The patients were > 60 years of age and free from significant CV disease. The primary endpoint was the composite of acute coronary syndrome, stroke, or CV death. Between 2008 and 2013, 7,297 patients across nine trial centers in three countries and 706 primary care practices were randomized and followed for a median of three years. Osteoarthritis was present in 94%. About 70% were taking either diclofenac or ibuprofen. The primary endpoint occurred in 278 patients (4%): 125 on celecoxib and 124 on NSAIDs, which was statistically non-inferior for celecoxib CV outcomes. More serious GI adverse events were reported on NSAIDs (1.8 vs. 1.0%; P = 0.007), but more patients on celecoxib withdrew from treatment (51% vs. 30%; P < 0.0001).

The most common reason for withdrawal from celecoxib treatment was lack of efficiency (23%). The mortality rate was not significantly different between the two therapies (35 celecoxib patients vs. 41 NSAID patients).

The authors concluded that in patients > 60 years of age who were free from CV disease and taking NSAIDs for arthritis, there was no advantage in switching to celecoxib.


This study has three important conclusions. First, GI and CV event rates on NSAIDs or celecoxib were low. Second, CV and GI event rates were not significally different between the two therapies. Third, serious adverse events also were not different between the two therapies. In fact, CV event rates were lower than expected overall (0.9%) compared to an expected rate of > 2% in older subjects without overt CV disease, but many with risks factors for it.

Prior studies reporting higher CV event rates on celecoxib were either observational or randomized, controlled trials of short duration. Also, since these prior studies, CV event rates in Europe and the United States have been decreasing, perhaps because of better risk factor control and other prophylactic therapy. Additionally, concomitant proton pump inhibitor therapy has been recommended for those on long-term NSAIDs, and 38% of the subjects in this trial took them. This may explain the low evidence of GI side effects. However, the doses of all study drugs were relatively low compared to the doses used in previous studies and those recommended for osteoarthritis therapy.

There are several caveats. Enrollment was slower than anticipated, perhaps because of the adverse publicity about NSAIDs and COX-2 inhibitors regarding CV events. Consequently, the investigators had to extend the duration of the study to achieve adequate power for the outcomes of interest. Also, withdrawal rates were high, especially for those on celecoxib.

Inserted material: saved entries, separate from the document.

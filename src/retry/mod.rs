//! Bounded readiness polling and fixed-count retries.
//!
//! Every provider wait, machine boot and reboot goes through
//! [`wait_until_ready`]. A check returns `Ok(true)` once the awaited state is
//! reached, `Ok(false)` to keep waiting, and `Err(_)` to abort immediately.
//! Transient conditions must therefore be mapped to `Ok(false)` by the
//! caller; anything surfaced as an error is treated as fatal.

use std::future::Future;
use std::time::Duration;

use thiserror::Error;
use tokio::sync::watch;
use tokio::time::{Instant, sleep, sleep_until};

/// Timeout and interval describing one readiness poll.
#[derive(Clone, Copy, Debug, Eq, PartialEq)]
pub struct Poll {
    /// Total time budget before the poll gives up.
    pub timeout: Duration,
    /// Delay between two consecutive checks.
    pub interval: Duration,
}

impl Poll {
    /// Instance creation on a cloud provider: ten minutes, every ten seconds.
    pub const INSTANCE_BOOT: Self = Self::new(Duration::from_secs(600), Duration::from_secs(10));
    /// Azure VM provisioning: five minutes, every ten seconds.
    pub const AZURE_PROVISION: Self =
        Self::new(Duration::from_secs(300), Duration::from_secs(10));
    /// Service convergence on a running machine: two minutes, every ten seconds.
    pub const SERVICE: Self = Self::new(Duration::from_secs(120), Duration::from_secs(10));

    /// Builds a poll descriptor.
    #[must_use]
    pub const fn new(timeout: Duration, interval: Duration) -> Self {
        Self { timeout, interval }
    }
}

/// Errors produced by [`wait_until_ready`] and [`retry`].
#[derive(Debug, Error)]
pub enum PollError<E>
where
    E: std::error::Error + 'static,
{
    /// The awaited state was not observed before the timeout elapsed.
    #[error("timed out after {timeout:?} ({attempts} attempts)")]
    Timeout {
        /// Configured time budget.
        timeout: Duration,
        /// Number of checks performed.
        attempts: u32,
    },
    /// The poll was cancelled from outside.
    #[error("cancelled")]
    Cancelled,
    /// The check reported a fatal error.
    #[error("{0}")]
    Check(#[source] E),
}

impl<E> PollError<E>
where
    E: std::error::Error + 'static,
{
    /// Returns `true` when the poll ran out of time.
    #[must_use]
    pub const fn is_timeout(&self) -> bool {
        matches!(self, Self::Timeout { .. })
    }

    /// Returns the check error, if any.
    #[must_use]
    pub fn into_check(self) -> Option<E> {
        match self {
            Self::Check(err) => Some(err),
            Self::Timeout { .. } | Self::Cancelled => None,
        }
    }
}

/// Handle used to cancel every poll observing the paired [`CancelSignal`].
#[derive(Debug)]
pub struct Canceller {
    tx: watch::Sender<bool>,
}

impl Canceller {
    /// Cancels all polls holding a clone of the paired signal.
    pub fn cancel(&self) {
        self.tx.send_replace(true);
    }
}

/// Cancellation signal threaded through long-running waits.
#[derive(Clone, Debug, Default)]
pub struct CancelSignal {
    rx: Option<watch::Receiver<bool>>,
}

impl CancelSignal {
    /// A signal that never fires.
    #[must_use]
    pub const fn never() -> Self {
        Self { rx: None }
    }

    /// Returns `true` once the paired [`Canceller`] has fired.
    #[must_use]
    pub fn is_cancelled(&self) -> bool {
        self.rx.as_ref().is_some_and(|rx| *rx.borrow())
    }

    /// Resolves once cancellation is requested. Pending forever for
    /// [`CancelSignal::never`] or when the canceller was dropped unused.
    pub async fn cancelled(&self) {
        let Some(rx) = &self.rx else {
            return std::future::pending().await;
        };
        let mut receiver = rx.clone();
        if receiver.wait_for(|cancelled| *cancelled).await.is_err() {
            std::future::pending::<()>().await;
        }
    }
}

/// Creates a connected canceller and signal.
#[must_use]
pub fn cancel_pair() -> (Canceller, CancelSignal) {
    let (tx, rx) = watch::channel(false);
    (Canceller { tx }, CancelSignal { rx: Some(rx) })
}

/// Polls `check` until it reports readiness, fails, the timeout elapses or
/// `cancel` fires.
///
/// The first check runs immediately and later checks are separated by
/// `poll.interval`. No check starts after the deadline and a check still
/// running at `timeout + interval` is dropped, so the call always returns
/// within `timeout + interval`.
///
/// # Errors
///
/// Returns [`PollError::Check`] as soon as `check` fails,
/// [`PollError::Timeout`] when the budget is exhausted and
/// [`PollError::Cancelled`] when `cancel` fires.
pub async fn wait_until_ready<F, Fut, E>(
    poll: Poll,
    cancel: &CancelSignal,
    mut check: F,
) -> Result<(), PollError<E>>
where
    F: FnMut() -> Fut,
    Fut: Future<Output = Result<bool, E>>,
    E: std::error::Error + 'static,
{
    poll_for(poll, cancel, || {
        let pending = check();
        async move { pending.await.map(|ready| ready.then_some(())) }
    })
    .await
}

/// Like [`wait_until_ready`], but the check hands back a value once ready.
///
/// # Errors
///
/// Same as [`wait_until_ready`].
pub async fn poll_for<F, Fut, T, E>(
    poll: Poll,
    cancel: &CancelSignal,
    mut check: F,
) -> Result<T, PollError<E>>
where
    F: FnMut() -> Fut,
    Fut: Future<Output = Result<Option<T>, E>>,
    E: std::error::Error + 'static,
{
    let deadline = Instant::now() + poll.timeout;
    let mut attempts: u32 = 0;
    loop {
        if cancel.is_cancelled() {
            return Err(PollError::Cancelled);
        }
        attempts = attempts.saturating_add(1);
        let outcome = tokio::select! {
            biased;
            () = cancel.cancelled() => return Err(PollError::Cancelled),
            () = sleep_until(deadline + poll.interval) => {
                return Err(PollError::Timeout {
                    timeout: poll.timeout,
                    attempts,
                });
            }
            outcome = check() => outcome.map_err(PollError::Check)?,
        };
        if let Some(value) = outcome {
            return Ok(value);
        }
        if Instant::now() >= deadline {
            return Err(PollError::Timeout {
                timeout: poll.timeout,
                attempts,
            });
        }
        tokio::select! {
            biased;
            () = cancel.cancelled() => return Err(PollError::Cancelled),
            () = sleep(poll.interval) => {}
        }
    }
}

/// Runs `op` up to `attempts` times, sleeping `delay` between failures.
///
/// A zero attempt count still runs the operation once.
///
/// # Errors
///
/// Returns the last failure as [`PollError::Check`], or
/// [`PollError::Cancelled`] when `cancel` fires.
pub async fn retry<F, Fut, T, E>(
    attempts: u32,
    delay: Duration,
    cancel: &CancelSignal,
    mut op: F,
) -> Result<T, PollError<E>>
where
    F: FnMut() -> Fut,
    Fut: Future<Output = Result<T, E>>,
    E: std::error::Error + 'static,
{
    let total = attempts.max(1);
    let mut attempt = 1;
    loop {
        let outcome = tokio::select! {
            biased;
            () = cancel.cancelled() => return Err(PollError::Cancelled),
            outcome = op() => outcome,
        };
        match outcome {
            Ok(value) => return Ok(value),
            Err(err) if attempt >= total => return Err(PollError::Check(err)),
            Err(_) => {}
        }
        attempt += 1;
        tokio::select! {
            biased;
            () = cancel.cancelled() => return Err(PollError::Cancelled),
            () = sleep(delay) => {}
        }
    }
}

#[cfg(test)]
mod tests;
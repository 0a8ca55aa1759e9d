//! Garbage collector for instances leaked by interrupted kola runs.
//!
//! Terminates every instance carrying the `mantle` creator tag on the
//! configured platform once it is older than the grace period. Exits non-zero
//! when any instance could not be inspected or deleted; the rest are still swept.

use std::io::Write as _;
use std::sync::Arc;
use std::time::Duration;

use clap::Parser;
use kola::command::ProcessCommandRunner;
use kola::config::KolaConfig;
use kola::logging::create_logger;
use kola::provider::{self, Platform, ProviderConfig};

#[derive(Debug, Parser)]
#[command(
    name = "kola-gc",
    about = "Terminate tagged test instances older than the grace period"
)]
struct Cli {
    /// Minimum instance age in seconds; defaults to the configured grace period.
    #[arg(long, value_name = "SECONDS")]
    grace_period: Option<u64>,
    /// Platform to sweep; defaults to the configured platform.
    #[arg(long, value_name = "PLATFORM")]
    platform: Option<Platform>,
    /// Log debug records.
    #[arg(long)]
    debug: bool,
}

#[tokio::main]
async fn main() -> Result<(), String> {
    let cli = Cli::parse();
    let config = KolaConfig::load_without_cli_args().map_err(|err| err.to_string())?;
    let platform = match cli.platform {
        Some(platform) => platform,
        None => config.platform().map_err(|err| err.to_string())?,
    };
    let grace_period = cli
        .grace_period
        .map_or_else(|| config.gc_grace_period(), Duration::from_secs);

    let (log, _guard) = create_logger(cli.debug);
    let provider_config = ProviderConfig::load(platform).map_err(|err| err.to_string())?;
    let backend = provider::build(provider_config, Arc::new(ProcessCommandRunner), &log)
        .map_err(|err| err.to_string())?;
    let summary = backend
        .gc(grace_period)
        .await
        .map_err(|err| err.to_string())?;
    writeln!(
        std::io::stdout(),
        "gc sweep complete: platform={platform}, terminated={}, skipped={}, failed={}",
        summary.terminated.len(),
        summary.skipped,
        summary.failures.len()
    )
    .map_err(|err| err.to_string())?;
    if summary.failures.is_empty() {
        return Ok(());
    }
    let failed: Vec<String> = summary.failures.iter().map(ToString::to_string).collect();
    Err(format!("gc left instances behind: {}", failed.join("; ")))
}
impl FakeProvider {
    /// Creates a provider reporting `platform`.
    #[must_use]
    pub fn new(platform: Platform) -> Self {
        Self {
            platform,
            state: Arc::default(),
        }
    }

    fn lock(&self) -> std::sync::MutexGuard<'_, FakeProviderState> {
        self.state.lock().unwrap_or_else(PoisonError::into_inner)
    }

    /// Makes the call recorded as `call` (for example `terminate fake-2`)
    /// fail with `message` from now on.
    pub fn fail_on(&self, call: &str, message: &str) {
        self.lock()
            .failures
            .insert(call.to_owned(), message.to_owned());
    }

    /// Sets the console text returned for every instance.
    pub fn set_console(&self, console: &str) {
        console.clone_into(&mut self.lock().console);
    }

    /// Changes the addresses reported by `refresh_addresses` for `id`.
    pub fn set_addresses(&self, id: &str, addresses: Addresses) {
        self.lock().addresses.insert(id.to_owned(), addresses);
    }

    /// Every call in order, rendered as `<operation> <subject>`.
    #[must_use]
    pub fn calls(&self) -> Vec<String> {
        self.lock().calls.clone()
    }

    /// Instances created and not yet terminated.
    #[must_use]
    pub fn live_instances(&self) -> Vec<String> {
        self.lock().live.clone()
    }

    /// User-data payloads received by `create_instance`, in order.
    #[must_use]
    pub fn user_data(&self) -> Vec<String> {
        self.lock().user_data.clone()
    }

    fn record(&self, call: String) -> Result<(), ProviderError> {
        let mut state = self.lock();
        let failure = state.failures.get(&call).cloned();
        state.calls.push(call.clone());
        match failure {
            Some(message) => Err(ProviderError::Io {
                step: call,
                message,
            }),
            None => Ok(()),
        }
    }

    fn create(&self, request: &InstanceRequest) -> Result<Instance, ProviderError> {
        self.record(format!("create {}", request.name))?;
        let mut state = self.lock();
        state.next_id = state.next_id.saturating_add(1);
        let n = state.next_id;
        let id = format!("fake-{n}");
        let addresses = Addresses {
            public: Some(IpAddr::V4(Ipv4Addr::new(198, 51, 100, n))),
            private: Some(IpAddr::V4(Ipv4Addr::new(10, 0, 0, n))),
        };
        state.live.push(id.clone());
        state.user_data.push(request.user_data.clone());
        state.addresses.insert(id.clone(), addresses);
        Ok(Instance {
            id,
            name: request.name.clone(),
            addresses,
            floating_ip: None,
        })
    }
}

impl Provider for FakeProvider {
    fn platform(&self) -> Platform {
        self.platform
    }

    fn setup<'a>(&'a self, identity: &'a ClusterIdentity) -> ProviderFuture<'a, ()> {
        let result = self.record(format!("setup {}", identity.name));
        Box::pin(async move { result })
    }

    fn create_instance<'a>(
        &'a self,
        request: &'a InstanceRequest,
        _cancel: &'a CancelSignal,
    ) -> ProviderFuture<'a, Instance> {
        let result = self.create(request);
        Box::pin(async move { result })
    }

    fn refresh_addresses<'a>(&'a self, instance: &'a Instance) -> ProviderFuture<'a, Addresses> {
        let result = self.record(format!("refresh {}", instance.id)).map(|()| {
            self.lock()
                .addresses
                .get(&instance.id)
                .copied()
                .unwrap_or(instance.addresses)
        });
        Box::pin(async move { result })
    }

    fn console_output<'a>(&'a self, instance: &'a Instance) -> ProviderFuture<'a, Vec<u8>> {
        let result = self
            .record(format!("console {}", instance.id))
            .map(|()| self.lock().console.clone().into_bytes());
        Box::pin(async move { result })
    }

    fn terminate_instance<'a>(&'a self, instance: &'a Instance) -> ProviderFuture<'a, ()> {
        let result = self.record(format!("terminate {}", instance.id));
        if result.is_ok() {
            self.lock().live.retain(|id| id != &instance.id);
        }
        Box::pin(async move { result })
    }

    fn teardown(&self) -> ProviderFuture<'_, ()> {
        let result = self.record(String::from("teardown"));
        Box::pin(async move { result })
    }

    fn gc(&self, _grace_period: Duration) -> ProviderFuture<'_, GcSummary> {
        let result = self.record(String::from("gc")).map(|()| GcSummary {
            terminated: std::mem::take(&mut self.lock().live),
            skipped: 0,
            failures: Vec::new(),
        });
        Box::pin(async move { result })
    }
}

/// Scripted [`SshExecutor`].
///
/// Boot ids read `<host>-boot-<n>`, starting at zero and advancing on every
/// [`REBOOT_COMMAND`], after which the host is unreachable for
/// [`FakeSsh::set_reboot_downtime`] probes. Other commands answer from
/// responses registered with [`FakeSsh::respond`], matched by substring,
/// and succeed with empty output otherwise.
#[derive(Clone, Debug, Default)]
pub struct FakeSsh {
    state: Arc<Mutex<FakeSshState>>,
}

#[derive(Debug, Default)]
struct FakeSshState {
    calls: Vec<(IpAddr, String)>,
    copies: Vec<(IpAddr, Utf8PathBuf, String)>,
    responses: Vec<(String, VecDeque<Result<SshOutput, SshError>>)>,
    boots: HashMap<IpAddr, u32>,
    unreachable: HashMap<IpAddr, u32>,
    reboot_downtime: u32,
}

impl FakeSsh {
    /// Creates an executor where every host is reachable.
    #[must_use]
    pub fn new() -> Self {
        Self::default()
    }

    fn lock(&self) -> std::sync::MutexGuard<'_, FakeSshState> {
        self.state.lock().unwrap_or_else(PoisonError::into_inner)
    }

    /// Queues a response for commands containing `pattern`. The last queued
    /// response keeps answering once earlier ones are used up.
    pub fn respond(&self, pattern: &str, response: Result<SshOutput, SshError>) {
        let mut state = self.lock();
        if let Some((_, queue)) = state.responses.iter_mut().find(|(p, _)| p == pattern) {
            queue.push_back(response);
        } else {
            state
                .responses
                .push((pattern.to_owned(), VecDeque::from([response])));
        }
    }

    /// Queues a successful response with `stdout`.
    pub fn respond_stdout(&self, pattern: &str, stdout: &str) {
        self.respond(
            pattern,
            Ok(SshOutput {
                stdout: stdout.to_owned(),
                stderr: String::new(),
            }),
        );
    }

    /// Makes the next `probes` commands to `host` fail as unreachable.
    pub fn set_unreachable(&self, host: IpAddr, probes: u32) {
        self.lock().unreachable.insert(host, probes);
    }

    /// Number of probes a host stays unreachable after a reboot.
    pub fn set_reboot_downtime(&self, probes: u32) {
        self.lock().reboot_downtime = probes;
    }

    /// Every command in order.
    #[must_use]
    pub fn calls(&self) -> Vec<(IpAddr, String)> {
        self.lock().calls.clone()
    }

    /// Commands containing `needle`.
    #[must_use]
    pub fn calls_mentioning(&self, needle: &str) -> Vec<(IpAddr, String)> {
        self.lock()
            .calls
            .iter()
            .filter(|(_, command)| command.contains(needle))
            .cloned()
            .collect()
    }

    /// Every upload in order.
    #[must_use]
    pub fn copies(&self) -> Vec<(IpAddr, Utf8PathBuf, String)> {
        self.lock().copies.clone()
    }

    fn answer(&self, host: IpAddr, command: &str) -> Result<SshOutput, SshError> {
        let mut state = self.lock();
        state.calls.push((host, command.to_owned()));
        if let Some(remaining) = state.unreachable.get_mut(&host)
            && *remaining > 0
        {
            *remaining -= 1;
            return Err(SshError::Transport {
                host,
                message: String::from("Connection refused"),
            });
        }
        if command == BOOT_ID_COMMAND {
            let boot = state.boots.get(&host).copied().unwrap_or_default();
            return Ok(SshOutput {
                stdout: format!("{host}-boot-{boot}\n"),
                stderr: String::new(),
            });
        }
        if command == REBOOT_COMMAND {
            *state.boots.entry(host).or_default() += 1;
            let downtime = state.reboot_downtime;
            state.unreachable.insert(host, downtime);
            return Ok(SshOutput::default());
        }
        let queued = state
            .responses
            .iter_mut()
            .find(|(pattern, _)| command.contains(pattern.as_str()))
            .and_then(|(_, queue)| {
                if queue.len() > 1 {
                    queue.pop_front()
                } else {
                    queue.front().cloned()
                }
            });
        queued.unwrap_or_else(|| Ok(SshOutput::default()))
    }
}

The most common reason for stopping celecoxib was lack of efficiency. This could be because of the relatively low doses deployed (mean 170 mg per day compared to the minimum recommended dose of 200 mg daily). However, the withdrawal rates were similar to rates seen in other studies. Thus, there is no compelling reason to routinely switch patients with arthritis from NSAIDs to celecoxib.